While much of Europe struggles with a third wave of COVID-19 infections and a slow vaccination rollout, Britain has begun to ease lockdown restrictions as its immunization rate approaches 60 per cent of the adult population.
Golf courses, tennis courts and outdoor swimming pools reopened across England Monday, and people were allowed to gather outside in groups of six for the first time since Christmas. Recreational sports leagues also resumed, and the government is hoping that by summer limited numbers of soccer fans can return to stadiums. Wales introduced similar easing over the weekend, and Scotland and Northern Ireland plan to follow suit this week.
British Prime Minister Boris Johnson said Monday that the government remains on track to lift more restrictions in mid-April and May, including allowing pubs and restaurants to reopen. If all goes well, the government plans to remove all lockdown measures by the end of June.
“More than anything I know how much it meant to millions of people to join someone else for a cup of tea in the garden,” Mr. Johnson said during a news conference. “I don’t see anything in the data right now that would cause us to deviate from the roadmap [to ease restrictions], but we’ve got to remain humble in the face of nature.”
Britain spent much of the winter in near-total lockdown as the country battled a more contagious variant of the virus that was first detected outside London last November. The number of infections, deaths and hospitalizations soared to the highest levels since the pandemic began, and there were fears the National Health Service could be overwhelmed.
The situation has markedly improved in recent weeks as the vaccination effort has gained pace. The number of COVID-19 cases across the U.K. has fallen to the lowest level in six months, while deaths and hospitalizations have also plummeted. So far, more than 30.4 million people, or about 57 per cent of the adult population, have received the first shot of the two-dose vaccines, and 3.7 million have received both.
There are concerns that the wave of infections that has surged across Europe in recent weeks could come crashing down on the U.K. Most European countries are struggling with the British variant, as well as one first detected in South Africa. Meanwhile, the European Union’s vaccination campaign has been slowed mainly by supply shortages.
Christ Whitty, the Chief Medical Officer for England, said Monday that the main concern for the U.K. was the potential emergence of even stronger variants in Europe. “These are COVID variants which might, and I want to stress the word ‘might,’ have a problem with the vaccine, where the vaccine is less effective against them,” he told the news conference.
Mr. Johnson also stressed that health officials were still not entirely certain of the efficacy of the vaccines. “The vaccine rollout has been very impressive, and thanks to everybody who’s been involved in it, but what we don’t know is exactly how strong our fortifications now are, how robust our defences are against another wave,” he said.
While the vaccination drive has exceeded expectations, figures released Monday pointed to low immunization rates among some ethnic communities.
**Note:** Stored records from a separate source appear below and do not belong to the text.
use crate::auth::AuthContext;
use crate::Route;
use yew::prelude::*;
use yew_router::prelude::*;

#[function_component(Nav)]
pub fn nav() -> Html {
    let auth = use_context::<AuthContext>().expect("Auth context not found");
    let is_mobile_menu_open = use_state(|| false);

    let toggle_mobile_menu = {
        let is_mobile_menu_open = is_mobile_menu_open.clone();
        Callback::from(move |_| {
            is_mobile_menu_open.set(!*is_mobile_menu_open);
        })
    };

    let viewer_html = match auth.state.viewer() {
        Some(user) => html! {
            <a href={format!("/user/{}", user.username)} class="text-blue-100 hover:text-white text-sm font-medium">
                {user.username.clone()}
            </a>
        },
        None => html! {
            <a href="/accounts/login" class="text-blue-100 hover:text-white text-sm font-medium">
                {"Sign in"}
            </a>
        },
    };

    html! {
        <nav class={classes!(
            "sticky", "top-0", "z-50", "bg-gradient-to-r", "from-slate-800", "to-blue-600",
            "text-white", "shadow-lg", "backdrop-blur-sm"
        )}>
            <div class={classes!("max-w-7xl", "mx-auto", "px-4", "sm:px-6", "lg:px-8")}>
                <div class={classes!("flex", "justify-between", "h-16", "items-center")}>
                    // Left side - Logo and main nav
                    <div class="flex items-center gap-6">
                        <Link<Route> to={Route::Home} classes="text-xl font-bold tracking-tight">
                            {"AlgoArena"}
                        </Link<Route>>
                        <div class="hidden md:flex items-center gap-4">
                            <Link<Route> to={Route::Contests} classes="text-blue-100 hover:text-white text-sm font-medium">
                                {"Contests"}
                            </Link<Route>>
                            <a href="/problems" class="text-blue-100 hover:text-white text-sm font-medium">
                                {"Problems"}
                            </a>
                            <a href="/submissions" class="text-blue-100 hover:text-white text-sm font-medium">
                                {"Submissions"}
                            </a>
                        </div>
                    </div>

                    // Right side - viewer
                    <div class="hidden md:flex items-center gap-4">
                        {viewer_html.clone()}
                    </div>

                    // Mobile menu button
                    <button
                        onclick={toggle_mobile_menu}
                        class="md:hidden p-2 rounded-md text-blue-100 hover:text-white hover:bg-white/10"
                    >
                        {"☰"}
                    </button>
                </div>
            </div>

            if *is_mobile_menu_open {
                <div class="md:hidden px-4 pb-4 space-y-2">
                    <Link<Route> to={Route::Contests} classes="block text-blue-100 hover:text-white text-sm font-medium">
                        {"Contests"}
                    </Link<Route>>
                    <a href="/problems" class="block text-blue-100 hover:text-white text-sm font-medium">
                        {"Problems"}
                    </a>
                    <a href="/submissions" class="block text-blue-100 hover:text-white text-sm font-medium">
                        {"Submissions"}
                    </a>
                    <div class="pt-2 border-t border-white/20">
                        {viewer_html}
                    </div>
                </div>
            }
        </nav>
    }
}
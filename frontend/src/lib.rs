use crate::auth::AuthProvider;
use crate::components::footer::Footer;
use crate::components::nav::Nav;
use log::{debug, info};
use wasm_bindgen::prelude::*;
use wasm_bindgen::JsValue;
use yew::prelude::*;
use yew_router::prelude::*;

pub mod api;
pub mod auth;
pub mod components;
pub mod config;
pub mod version;
pub mod pages {
    pub mod contests;
    pub mod not_found;
}

use pages::{contests::ContestHub, not_found::NotFound};


#[derive(Clone, Routable, PartialEq, Debug)]
pub enum Route {
    #[at("/")]
    Home,
    #[at("/contests")]
    Contests,
    #[not_found]
    #[at("/404")]
    NotFound,
}

#[function_component(App)]
fn app() -> Html {
    debug!("App component rendering");
    html! {
        <AuthProvider>
            <BrowserRouter>
                <div class="app-container">
                    <Nav />
                    <main class="flex-1">
                        <Switch<Route> render={switch} />
                    </main>
                    <Footer />
                </div>
            </BrowserRouter>
        </AuthProvider>
    }
}

fn switch(routes: Route) -> Html {
    debug!("Route switch: {:?}", routes);
    match routes {
        // The contest hub is the landing page
        Route::Home | Route::Contests => {
            html! { <ContestHub /> }
        }
        Route::NotFound => {
            debug!("Rendering 404 Not Found");
            html! { <NotFound /> }
        }
    }
}

#[wasm_bindgen]
pub async fn run_app() -> Result<(), JsValue> {
    info!("Initializing application...");

    // Initialize logging
    wasm_logger::init(wasm_logger::Config::new(log::Level::Debug));
    info!("Logger initialized");

    // Set up panic hook
    console_error_panic_hook::set_once();
    info!("Panic hook set");

    // Mount the app
    info!("Mounting application to #app");
    yew::Renderer::<App>::new().render();
    info!("Application mounted");

    Ok(())
}

// Add a start function that Trunk can call
#[wasm_bindgen(start)]
pub fn start() -> Result<(), JsValue> {
    wasm_bindgen_futures::spawn_local(async {
        run_app().await.expect("Failed to run app");
    });
    Ok(())
}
About 90 per cent of people over the age of 70 who identified as “White British” have been vaccinated, according to the Office for National Statistics. That compared with 59 per cent of “Black Africans” in that age group, 69 per cent of “Black Caribbeans” and 73 per cent of elderly people of Bangladeshi heritage. “Vaccination rates are markedly lower amongst certain groups, in particular amongst people identifying as Black African and Black Caribbean, those identifying as Muslim and disabled people,” said Ben Humberstone, an ONS statistician. “These differences remain after accounting for geography, underlying health conditions and certain indicators of socioeconomic inequality.”
Doug Brown, the chief executive of the British Society for Immunology, said the figures showed the U.K. can’t be complacent despite the success of the vaccination program. “We urgently need to engage with these groups to lessen any health inequalities that may be derived from lower vaccine uptake,” Dr. Brown said. “To build confidence in getting the COVID vaccine, we need to engage deeply with communities to earn their trust and answer their questions and concerns.”